Было время – на гребне успеха, перепархивая из города в город в поисках спонсоров для продолжения экспериментов, Уилсон эту роскошь воспринимал как нечто само собой разумеющееся. Он так жил и по-другому жить не собирался. Женщины убийственной красоты в сногсшибательных нарядах, белые кожаные диваны, одуряюще вежливые гарсоны, пальмы посреди зимы… А как же иначе? Теперь и даровые орешки в вазочках казались ему дивной, упоительной экзотикой.

Лифт, в который он ступил почти робко, был произведением искусства, маленьким святилищем – приглушенный свет, инкрустированные стены, из стереоколонок – тихая музыка, чтобы спрятать все механические звуки. И легкий аромат чего-то чудесного. А ведь утром… еще свеж в памяти блевотно-зеленый шлакобетонный блок, застрявшие в ушах вечные тюремные шарканье, галдеж и мат-перемат товарищей!

В своей комнате Уилсон первым делом включил компьютер и соединил его с телефонной розеткой. С непривычки ему понадобилось добрых десять минут, чтобы освоиться с новыми программами, настроить систему и войти в Интернет.

На сайте «my.yahoo.com» он ввел имя пользователя – «Вовока» и пароль – «Тунгуска». Нужная страничка грузилась словно нехотя, потому возникла вдруг сразу и вся. Уилсон щелкнул по кирпичику «Почта» и выбрал в новом меню папку «Черновик». Там его ждало сообщение:

По поводу четверга. Жди в номере. Никуда не отлучайся.

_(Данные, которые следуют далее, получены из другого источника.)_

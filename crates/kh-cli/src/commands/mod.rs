pub mod check;
pub mod init;
pub mod list;
pub mod play;

use std::fs;
use std::path::Path;

use kh_world::World;

/// Read and decode a scenario file.
fn load_world(path: &Path) -> Result<World, String> {
    let bytes = fs::read(path).map_err(|e| format!("cannot read {}: {e}", path.display()))?;
    World::from_json(&bytes).map_err(|e| format!("{}: {e}", path.display()))
}
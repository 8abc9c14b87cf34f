//! Command parsing for player input.

mod command;

pub use command::{Command, Verb, parse_command};
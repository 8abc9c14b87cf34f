use serde::{Deserialize, Serialize};

/// A counter threshold that makes a progressive hint eligible.
#[derive(Debug, Clone, Copy, PartialEq, Eq, Serialize, Deserialize)]
#[serde(tag = "type", content = "threshold", rename_all = "snake_case")]
pub enum HintTrigger {
    /// Failed attempts recorded against the hint's context.
    FailedAttempts(u32),
    /// Whole minutes since the session started.
    TimeSpent(u32),
    /// Commands processed this session.
    CommandsTried(u32),
}

/// A hint that surfaces once the player has struggled long enough.
#[derive(Debug, Clone, PartialEq, Serialize, Deserialize)]
pub struct ProgressiveHint {
    /// Room id or puzzle id the hint belongs to.
    pub context: String,
    /// Any one satisfied trigger makes the hint eligible.
    #[serde(default)]
    pub triggers: Vec<HintTrigger>,
    /// Text offered to the player.
    pub hint_text: String,
    /// Advisory ranking; higher is more specific.
    #[serde(default)]
    pub priority: i32,
}

impl ProgressiveHint {
    /// Create a hint with no triggers.
    pub fn new(context: impl Into<String>, hint_text: impl Into<String>) -> Self {
        Self {
            context: context.into(),
            triggers: Vec::new(),
            hint_text: hint_text.into(),
            priority: 0,
        }
    }

    /// Add a trigger.
    pub fn with_trigger(mut self, trigger: HintTrigger) -> Self {
        self.triggers.push(trigger);
        self
    }

    /// Set the priority.
    pub fn with_priority(mut self, priority: i32) -> Self {
        self.priority = priority;
        self
    }
}
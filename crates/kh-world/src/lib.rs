//! World definition for Keyhole: rooms, items, puzzles, actions, and hints.
//!
//! This crate defines the scripted data an escape room is made of. It is
//! independent of the engine: you can construct a [`World`] programmatically
//! or decode one from a JSON world document. During play only the `hidden`
//! flag of items, the `locked` flag of rooms, and the `solved` flag of puzzles
//! change, and only through the named transitions on [`World`].

/// Declarative actions: triggers, conditions, and effects.
pub mod action;
/// The built-in "uncle's study" scenario.
pub mod builtin;
/// Error types used throughout the crate.
pub mod error;
/// Progressive hints and their triggers.
pub mod hint;
/// Rooms, items, and puzzles.
pub mod model;
/// The indexed world store and its JSON document form.
pub mod world;

/// Re-export action types.
pub use action::{Action, Condition, Effect, Trigger, TriggerKind};
/// Re-export error types.
pub use error::{WorldError, WorldResult};
/// Re-export hint types.
pub use hint::{HintTrigger, ProgressiveHint};
/// Re-export the core model types.
pub use model::{Item, Puzzle, Room};
/// Re-export world model types.
pub use world::{World, WorldDocument, WorldIssue, WorldMeta};
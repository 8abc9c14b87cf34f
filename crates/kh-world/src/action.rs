use std::fmt;

use serde::{Deserialize, Serialize};

/// The kind of player command an action listens for.
#[derive(Debug, Clone, Copy, PartialEq, Eq, Hash, Serialize, Deserialize)]
#[serde(rename_all = "snake_case")]
pub enum TriggerKind {
    /// `look <target>` / `examine <target>`.
    Examine,
    /// `take <target>`.
    Take,
    /// `use <target>`.
    Use,
    /// `use <target> with <with>` / `use <target> on <with>`.
    UseWith,
}

impl fmt::Display for TriggerKind {
    fn fmt(&self, f: &mut fmt::Formatter<'_>) -> fmt::Result {
        let s = match self {
            Self::Examine => "examine",
            Self::Take => "take",
            Self::Use => "use",
            Self::UseWith => "use_with",
        };
        f.write_str(s)
    }
}

/// What a player command must look like for an action to be considered.
#[derive(Debug, Clone, PartialEq, Serialize, Deserialize)]
pub struct Trigger {
    /// Command kind.
    #[serde(rename = "type")]
    pub kind: TriggerKind,
    /// Text that must appear inside the command's target.
    pub target: String,
    /// Text that must appear inside the secondary target, for `use_with`.
    #[serde(default, skip_serializing_if = "Option::is_none")]
    pub with: Option<String>,
}

impl Trigger {
    /// Create a trigger without a secondary target.
    pub fn new(kind: TriggerKind, target: impl Into<String>) -> Self {
        Self {
            kind,
            target: target.into(),
            with: None,
        }
    }

    /// Create a `use_with` trigger.
    pub fn use_with(target: impl Into<String>, with: impl Into<String>) -> Self {
        Self {
            kind: TriggerKind::UseWith,
            target: target.into(),
            with: Some(with.into()),
        }
    }

    /// Whether a command of `kind` on `target` (and `with`) matches.
    ///
    /// Matching is containment, not equality: the declared target only has to
    /// appear somewhere in the player's text, ignoring case, so the trigger
    /// target `desk` matches `examine desk drawer`. An empty `with` on the
    /// trigger accepts any secondary target.
    pub fn matches(&self, kind: TriggerKind, target: &str, with: &str) -> bool {
        if self.kind != kind {
            return false;
        }
        if !contains_ignore_case(target, &self.target) {
            return false;
        }
        match self.with.as_deref() {
            Some(w) if !w.is_empty() => contains_ignore_case(with, w),
            _ => true,
        }
    }
}

fn contains_ignore_case(haystack: &str, needle: &str) -> bool {
    haystack.to_lowercase().contains(&needle.to_lowercase())
}

/// A guard that must hold for an action to fire.
#[derive(Debug, Clone, PartialEq, Eq, Serialize, Deserialize)]
#[serde(tag = "type", content = "value", rename_all = "snake_case")]
pub enum Condition {
    /// The item id is in the inventory.
    HasItem(String),
    /// The player is in the room id.
    InRoom(String),
    /// The puzzle id has been solved.
    PuzzleSolved(String),
    /// The one-time action id has already fired.
    ActionPerformed(String),
}

/// A state change applied when an action fires.
#[derive(Debug, Clone, PartialEq, Eq, Serialize, Deserialize)]
#[serde(tag = "type", content = "target", rename_all = "snake_case")]
pub enum Effect {
    /// Clear an item's hidden flag.
    RevealItem(String),
    /// Set an item's hidden flag.
    HideItem(String),
    /// Clear a room's locked flag.
    UnlockRoom(String),
    /// Add an item to the inventory unless already held.
    AddInventory(String),
    /// Remove the first occurrence of an item from the inventory.
    RemoveInventory(String),
}

/// A declarative rule: when the trigger matches and every condition holds,
/// apply the effects and show the message.
#[derive(Debug, Clone, PartialEq, Serialize, Deserialize)]
pub struct Action {
    /// Unique identifier, recorded once a one-time action fires.
    pub id: String,
    /// Command pattern.
    pub trigger: Trigger,
    /// Guards, all of which must hold.
    #[serde(default)]
    pub conditions: Vec<Condition>,
    /// Effects, applied in order.
    #[serde(default)]
    pub effects: Vec<Effect>,
    /// Replaces the turn's result text when non-empty.
    #[serde(default)]
    pub message: String,
    /// Fire at most once per session.
    #[serde(default)]
    pub one_time_only: bool,
}

impl Action {
    /// Create a repeatable action with no conditions or effects.
    pub fn new(id: impl Into<String>, trigger: Trigger) -> Self {
        Self {
            id: id.into(),
            trigger,
            conditions: Vec::new(),
            effects: Vec::new(),
            message: String::new(),
            one_time_only: false,
        }
    }

    /// Add a condition.
    pub fn with_condition(mut self, condition: Condition) -> Self {
        self.conditions.push(condition);
        self
    }

    /// Add an effect.
    pub fn with_effect(mut self, effect: Effect) -> Self {
        self.effects.push(effect);
        self
    }

    /// Set the message.
    pub fn with_message(mut self, message: impl Into<String>) -> Self {
        self.message = message.into();
        self
    }

    /// Make the action fire at most once.
    pub fn once(mut self) -> Self {
        self.one_time_only = true;
        self
    }
}
//! Error types for the engine.

use thiserror::Error;

/// Result type for engine operations.
pub type EngineResult<T> = Result<T, EngineError>;

/// Errors that can occur while setting up or driving a session.
///
/// Player mistakes are never errors; they become the turn's result text.
#[derive(Debug, Error)]
pub enum EngineError {
    /// The input was blank after trimming.
    #[error("empty command")]
    EmptyCommand,

    /// The configured start room does not exist in the world.
    #[error("start room not found: {0}")]
    UnknownStartRoom(String),
}
//! Serial byte stream abstraction
//!
//! The command link only needs four things from a UART: start it, push bytes
//! out, ask how many bytes are waiting, and pull bytes in.

use crate::config::Baud;

/// Byte-oriented serial transport
///
/// Reads and writes never wait for more data than is already buffered.
/// Both return the number of bytes actually transferred, which may be less
/// than requested; the protocol layer treats a short transfer as a failed
/// frame.
pub trait ByteStream {
    /// Error type for transport operations
    type Error;

    /// Start the transport at the given baud rate
    fn begin(&mut self, baud: Baud) -> Result<(), Self::Error>;

    /// Whether the transport is up and usable
    fn is_ready(&self) -> bool;

    /// Write bytes, returning how many were accepted
    fn write(&mut self, data: &[u8]) -> Result<usize, Self::Error>;

    /// Number of received bytes that can be read without waiting
    fn available(&mut self) -> Result<usize, Self::Error>;

    /// Read up to `buf.len()` bytes, returning how many were read
    fn read_bytes(&mut self, buf: &mut [u8]) -> Result<usize, Self::Error>;
}

impl<T: ByteStream + ?Sized> ByteStream for &mut T {
    type Error = T::Error;

    fn begin(&mut self, baud: Baud) -> Result<(), Self::Error> {
        T::begin(self, baud)
    }

    fn is_ready(&self) -> bool {
        T::is_ready(self)
    }

    fn write(&mut self, data: &[u8]) -> Result<usize, Self::Error> {
        T::write(self, data)
    }

    fn available(&mut self) -> Result<usize, Self::Error> {
        T::available(self)
    }

    fn read_bytes(&mut self, buf: &mut [u8]) -> Result<usize, Self::Error> {
        T::read_bytes(self, buf)
    }
}

/// Transport error that can be written to the log
///
/// With the `defmt` feature this also requires `defmt::Format`.
#[cfg(feature = "defmt")]
pub trait StreamError: core::fmt::Debug + defmt::Format {}

#[cfg(feature = "defmt")]
impl<T: core::fmt::Debug + defmt::Format> StreamError for T {}

/// Transport error that can be written to the log
#[cfg(not(feature = "defmt"))]
pub trait StreamError: core::fmt::Debug {}

#[cfg(not(feature = "defmt"))]
impl<T: core::fmt::Debug> StreamError for T {}
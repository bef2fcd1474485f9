//! GPU-side link endpoint
//!
//! [`GpuInterface`] ties the frame receiver, the dispatcher, the canvas and
//! the readiness line together. The render loop calls [`GpuInterface::poll`]
//! once per iteration; each call receives at most one command and
//! dispatches it before returning.

use serigfx_hal::{wait_ready, ByteStream, Clock, LinkConfig, LinkState, OutputPin, StreamError};
use serigfx_protocol::{FrameReceiver, ReceiveError, MAX_PARAMETER_LENGTH};

use crate::canvas::Canvas;
use crate::dispatch::{DispatchOutcome, Dispatcher, DispatcherConfig};

/// Receiving end of the link, running on the GPU
pub struct GpuInterface<S, C, K, P, const N: usize = MAX_PARAMETER_LENGTH> {
    receiver: FrameReceiver<S, N>,
    dispatcher: Dispatcher<K>,
    canvas: C,
    ready: P,
    /// Result of the last `begin`; the line is only restored after a resync
    /// while this holds
    link_up: bool,
}

impl<S, C, K, P, const N: usize> GpuInterface<S, C, K, P, N>
where
    S: ByteStream,
    S::Error: StreamError,
    C: Canvas,
    K: Clock,
    P: OutputPin,
{
    /// Create an interface; the readiness line starts low
    pub fn new(stream: S, canvas: C, clock: K, ready: P) -> Self {
        Self::with_config(stream, canvas, clock, ready, DispatcherConfig::default())
    }

    pub fn with_config(
        stream: S,
        canvas: C,
        clock: K,
        mut ready: P,
        config: DispatcherConfig,
    ) -> Self {
        ready.set_low();
        Self {
            receiver: FrameReceiver::new(stream),
            dispatcher: Dispatcher::with_config(clock, config),
            canvas,
            ready,
            link_up: false,
        }
    }

    /// Start the transport, wait (bounded) for it, and raise the readiness
    /// line once it is up
    pub fn begin(&mut self, config: &LinkConfig) -> Result<LinkState, S::Error> {
        self.receiver.stream_mut().begin(config.baud)?;
        let state = wait_ready(
            self.receiver.stream(),
            self.dispatcher.clock(),
            config.ready_timeout_ms,
        );
        self.link_up = state.is_ready();
        self.ready.set_state(self.link_up);
        debug!("gpu begin at {} baud: {}", config.baud.bits_per_second(), state);
        Ok(state)
    }

    /// Receive and dispatch at most one command
    ///
    /// Returns `Ok(None)` when no complete command is available yet. On a
    /// receive error the readiness line is dropped while the stream is
    /// drained, then raised again if `begin` brought the link up.
    pub fn poll(&mut self) -> Result<Option<DispatchOutcome>, ReceiveError<S::Error>> {
        match self.receiver.try_receive() {
            Ok(true) => Ok(self.dispatcher.run(&mut self.canvas, &mut self.receiver)),
            Ok(false) => Ok(None),
            Err(e) => {
                warn!("receive failed, resynchronizing: {}", e);
                self.ready.set_low();
                match self.receiver.resync() {
                    Ok(_) => self.ready.set_state(self.link_up),
                    Err(resync_err) => {
                        warn!("resync failed, staying not ready: {}", resync_err)
                    }
                }
                Err(e)
            }
        }
    }

    pub fn canvas(&self) -> &C {
        &self.canvas
    }

    pub fn canvas_mut(&mut self) -> &mut C {
        &mut self.canvas
    }

    pub fn receiver(&self) -> &FrameReceiver<S, N> {
        &self.receiver
    }

    /// Get mutable access to the underlying transport
    pub fn stream_mut(&mut self) -> &mut S {
        self.receiver.stream_mut()
    }

    pub fn dispatcher(&self) -> &Dispatcher<K> {
        &self.dispatcher
    }

    pub fn ready_pin(&self) -> &P {
        &self.ready
    }

    /// Whether the last `begin` brought the transport up
    pub fn is_link_up(&self) -> bool {
        self.link_up
    }
}
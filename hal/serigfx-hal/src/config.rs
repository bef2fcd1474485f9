//! Link configuration
//!
//! Baud presets shared by both ends of the link and the startup timeout.

#[cfg(feature = "serde")]
use serde::{Deserialize, Serialize};

/// Supported serial baud rates
///
/// Both MCUs must be started with the same preset. `Fallback` exists for
/// boards whose UART cannot reach the faster rates.
#[derive(Debug, Clone, Copy, PartialEq, Eq, Default)]
#[cfg_attr(feature = "defmt", derive(defmt::Format))]
#[cfg_attr(feature = "serde", derive(Serialize, Deserialize))]
#[repr(u32)]
pub enum Baud {
    Fallback = 9_600,
    Min = 115_200,
    Quarter = 250_000,
    Half = 576_000,
    #[default]
    Default = 1_000_000,
    Double = 2_000_000,
    Quad = 4_000_000,
    Max = 6_000_000,
}

impl Baud {
    /// All presets, slowest first
    pub const ALL: [Baud; 8] = [
        Baud::Fallback,
        Baud::Min,
        Baud::Quarter,
        Baud::Half,
        Baud::Default,
        Baud::Double,
        Baud::Quad,
        Baud::Max,
    ];

    /// Bits per second
    pub const fn bits_per_second(self) -> u32 {
        self as u32
    }

    /// Look up a preset by its exact rate
    pub fn from_bits_per_second(rate: u32) -> Option<Self> {
        Self::ALL.into_iter().find(|baud| baud.bits_per_second() == rate)
    }

    /// Approximate byte throughput (8N1 framing, 10 bits per byte)
    pub const fn bytes_per_second(self) -> u32 {
        self.bits_per_second() / 10
    }
}

/// Default time to wait for the transport to come up at startup
pub const DEFAULT_READY_TIMEOUT_MS: u32 = 10_000;

/// Configuration for one end of the link
#[derive(Debug, Clone, Copy, PartialEq, Eq)]
#[cfg_attr(feature = "defmt", derive(defmt::Format))]
#[cfg_attr(feature = "serde", derive(Serialize, Deserialize))]
pub struct LinkConfig {
    /// Serial baud rate
    pub baud: Baud,
    /// Upper bound on the startup readiness wait (ms)
    pub ready_timeout_ms: u32,
}

impl Default for LinkConfig {
    fn default() -> Self {
        Self {
            baud: Baud::Default,
            ready_timeout_ms: DEFAULT_READY_TIMEOUT_MS,
        }
    }
}

impl LinkConfig {
    /// Configuration at a specific baud rate with the default timeout
    pub const fn with_baud(baud: Baud) -> Self {
        Self {
            baud,
            ready_timeout_ms: DEFAULT_READY_TIMEOUT_MS,
        }
    }
}

#[cfg(test)]
mod tests {
    use super::*;

    #[test]
    fn test_default_config() {
        let config = LinkConfig::default();
        assert_eq!(config.baud, Baud::Default);
        assert_eq!(config.baud.bits_per_second(), 1_000_000);
        assert_eq!(config.ready_timeout_ms, 10_000);
    }

    #[test]
    fn test_baud_lookup() {
        assert_eq!(Baud::from_bits_per_second(250_000), Some(Baud::Quarter));
        assert_eq!(Baud::from_bits_per_second(9_600), Some(Baud::Fallback));
        assert_eq!(Baud::from_bits_per_second(19_200), None);
    }

    #[test]
    fn test_presets_ordered() {
        for pair in Baud::ALL.windows(2) {
            assert!(pair[0].bits_per_second() < pair[1].bits_per_second());
        }
    }
}
//! Monotonic time source
//!
//! Used for the bounded startup wait and for swap frame pacing.

/// Monotonic millisecond clock
pub trait Clock {
    /// Milliseconds since an arbitrary fixed epoch (usually boot)
    fn now_ms(&self) -> u64;

    /// Milliseconds elapsed since `since_ms`, saturating at zero
    fn elapsed_ms(&self, since_ms: u64) -> u64 {
        self.now_ms().saturating_sub(since_ms)
    }
}

impl<T: Clock + ?Sized> Clock for &T {
    fn now_ms(&self) -> u64 {
        T::now_ms(self)
    }
}

/// Clock backed by the embassy time driver
#[cfg(feature = "embassy-time")]
#[derive(Debug, Clone, Copy, Default)]
pub struct EmbassyClock;

#[cfg(feature = "embassy-time")]
impl Clock for EmbassyClock {
    fn now_ms(&self) -> u64 {
        embassy_time::Instant::now().as_millis()
    }
}

#[cfg(test)]
mod tests {
    use super::*;

    struct FixedClock(u64);

    impl Clock for FixedClock {
        fn now_ms(&self) -> u64 {
            self.0
        }
    }

    #[test]
    fn test_elapsed_ms() {
        let clock = FixedClock(1_500);
        assert_eq!(clock.elapsed_ms(1_000), 500);
    }

    #[test]
    fn test_elapsed_ms_saturates() {
        let clock = FixedClock(100);
        assert_eq!(clock.elapsed_ms(250), 0);
    }
}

Уилсон заменил строку своим текстом:

Хорошо, так и сделаю.

Он сохранил черновик в новом виде и вышел из сайта.

Способ общения придумал он сам. «Йеху» предоставляет кому угодно бесплатный почтовый ящик – достаточно иметь подключение к Интернету и зарегистрироваться под любым именем. В дальнейшем твой почтовый ящик защищен тобой же придуманным паролем и доступен только тому, кто его знает. Бободжон знает пароль своего тюремного друга. Идея Уилсона была гениально проста: ФБР и прочие ухари перехватывают отосланныеэлектронные сообщения, но никому и в голову не приходит взламывать защиту и копаться в набросках писем – и без того хлопот полон рот! Поэтому они с Бободжоном договорились: никакой переписки, местом общения будет папка «Черновик».